What this task involves:
The string "TableDefinition" appears in some lines of the data. Report how many, with no other words.

-- Exercise materials follows --

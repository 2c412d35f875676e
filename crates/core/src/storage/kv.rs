//! Durable key-value layer on top of redb.
//!
//! One redb file holds two tables ("partitions"): vectors and documents,
//! both keyed by entity ID with encoded records as values. Every operation
//! runs in its own transaction. redb admits a single write transaction at a
//! time, so read-check-write sequences such as [`DurableStore::put_new`] and
//! [`DurableStore::replace`] are atomic with respect to other writers.

use crate::config;
use crate::error::Result;
use redb::{DatabaseError, ReadableTable, TableDefinition};
use std::fs;
use std::ops::ControlFlow;
use std::path::{Path, PathBuf};
use std::time::{Duration, Instant};

const VECTORS_TABLE: TableDefinition<&str, &[u8]> =
    TableDefinition::new(config::VECTORS_PARTITION);
const DOCUMENTS_TABLE: TableDefinition<&str, &[u8]> =
    TableDefinition::new(config::DOCUMENTS_PARTITION);

/// A named, independent key space inside the store file.
#[derive(Debug, Clone, Copy, PartialEq, Eq)]
pub enum Partition {
    Vectors,
    Documents,
}

impl Partition {
    fn table(self) -> TableDefinition<'static, &'static str, &'static [u8]> {
        match self {
            Partition::Vectors => VECTORS_TABLE,
            Partition::Documents => DOCUMENTS_TABLE,
        }
    }

    pub fn name(self) -> &'static str {
        match self {
            Partition::Vectors => config::VECTORS_PARTITION,
            Partition::Documents => config::DOCUMENTS_PARTITION,
        }
    }
}

/// Handle to the store file. Dropping it releases the file lock.
pub struct DurableStore {
    db: redb::Database,
    path: PathBuf,
    #[cfg(test)]
    fail_commits: std::sync::atomic::AtomicBool,
}

impl std::fmt::Debug for DurableStore {
    fn fmt(&self, f: &mut std::fmt::Formatter<'_>) -> std::fmt::Result {
        f.debug_struct("DurableStore")
            .field("path", &self.path)
            .finish_non_exhaustive()
    }
}

impl DurableStore {
    /// Opens or creates the store at `path` and ensures both partitions exist.
    ///
    /// While another handle holds the file, retries until `timeout` has elapsed.
    pub fn open(path: &Path, timeout: Duration) -> Result<Self> {
        if let Some(parent) = path.parent() {
            if !parent.as_os_str().is_empty() {
                fs::create_dir_all(parent)?;
            }
        }

        let deadline = Instant::now() + timeout;
        let db = loop {
            match redb::Database::create(path) {
                Ok(db) => break db,
                Err(DatabaseError::DatabaseAlreadyOpen) if Instant::now() < deadline => {
                    std::thread::sleep(Duration::from_millis(config::OPEN_RETRY_INTERVAL_MS));
                }
                Err(e) => return Err(e.into()),
            }
        };

        let txn = db.begin_write()?;
        txn.open_table(VECTORS_TABLE)?;
        txn.open_table(DOCUMENTS_TABLE)?;
        txn.commit()?;

        tracing::info!("Opened durable store at {:?}", path);
        Ok(Self {
            db,
            path: path.to_path_buf(),
            #[cfg(test)]
            fail_commits: std::sync::atomic::AtomicBool::new(false),
        })
    }

    fn commit(&self, txn: redb::WriteTransaction) -> Result<()> {
        #[cfg(test)]
        if self.fail_commits.load(std::sync::atomic::Ordering::SeqCst) {
            txn.abort()?;
            return Err(std::io::Error::other("injected commit failure").into());
        }
        txn.commit()?;
        Ok(())
    }

    /// Makes every subsequent write abort instead of committing.
    #[cfg(test)]
    pub(crate) fn set_fail_commits(&self, on: bool) {
        self.fail_commits
            .store(on, std::sync::atomic::Ordering::SeqCst);
    }

    /// Path of the store file.
    pub fn path(&self) -> &Path {
        &self.path
    }

    /// Reads the value stored under `key`.
    pub fn get(&self, partition: Partition, key: &str) -> Result<Option<Vec<u8>>> {
        let txn = self.db.begin_read()?;
        let table = txn.open_table(partition.table())?;
        let value = table.get(key)?.map(|guard| guard.value().to_vec());
        Ok(value)
    }

    /// Writes `value` under `key`, overwriting any previous value.
    pub fn put(&self, partition: Partition, key: &str, value: &[u8]) -> Result<()> {
        let txn = self.db.begin_write()?;
        {
            let mut table = txn.open_table(partition.table())?;
            table.insert(key, value)?;
        }
        self.commit(txn)?;
        Ok(())
    }

    /// Writes `value` under `key` only if the key is absent.
    ///
    /// Returns `false` (and writes nothing) if the key already exists.
    pub fn put_new(&self, partition: Partition, key: &str, value: &[u8]) -> Result<bool> {
        let txn = self.db.begin_write()?;
        let inserted = {
            let mut table = txn.open_table(partition.table())?;
            let exists = table.get(key)?.is_some();
            if !exists {
                table.insert(key, value)?;
            }
            !exists
        };
        if inserted {
            self.commit(txn)?;
        } else {
            txn.abort()?;
        }
        Ok(inserted)
    }

    /// Read-modify-write of an existing key in one transaction.
    ///
    /// `f` receives the current value and returns the replacement plus a value
    /// handed back to the caller. Returns `None` if the key is absent. An error
    /// from `f` aborts the transaction.
    pub fn replace<T, F>(&self, partition: Partition, key: &str, f: F) -> Result<Option<T>>
    where
        F: FnOnce(&[u8]) -> Result<(Vec<u8>, T)>,
    {
        let txn = self.db.begin_write()?;
        let outcome = {
            let mut table = txn.open_table(partition.table())?;
            let current = table.get(key)?.map(|guard| guard.value().to_vec());
            match current {
                Some(bytes) => {
                    let (next, out) = f(&bytes)?;
                    table.insert(key, next.as_slice())?;
                    Some(out)
                }
                None => None,
            }
        };
        if outcome.is_some() {
            self.commit(txn)?;
        } else {
            txn.abort()?;
        }
        Ok(outcome)
    }

    /// Removes `key`. Returns `false` if it was absent.
    pub fn delete(&self, partition: Partition, key: &str) -> Result<bool> {
        let txn = self.db.begin_write()?;
        let mut table = txn.open_table(partition.table())?;
        let removed = table.remove(key)?.is_some();
        drop(table);
        if removed {
            self.commit(txn)?;
        } else {
            txn.abort()?;
        }
        Ok(removed)
    }

    /// Visits every entry in ascending key order within one read snapshot.
    ///
    /// The scan stops early when `visit` returns `ControlFlow::Break`.
    pub fn for_each<F>(&self, partition: Partition, mut visit: F) -> Result<()>
    where
        F: FnMut(&str, &[u8]) -> Result<ControlFlow<()>>,
    {
        let txn = self.db.begin_read()?;
        let table = txn.open_table(partition.table())?;
        for entry in table.iter()? {
            let (key, value) = entry?;
            if visit(key.value(), value.value())?.is_break() {
                break;
            }
        }
        Ok(())
    }

    /// Verifies that `partition` can be opened for reading.
    pub fn check(&self, partition: Partition) -> Result<()> {
        let txn = self.db.begin_read()?;
        txn.open_table(partition.table())?;
        Ok(())
    }
}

-- Exercise materials concluded --

Exercise solution:
6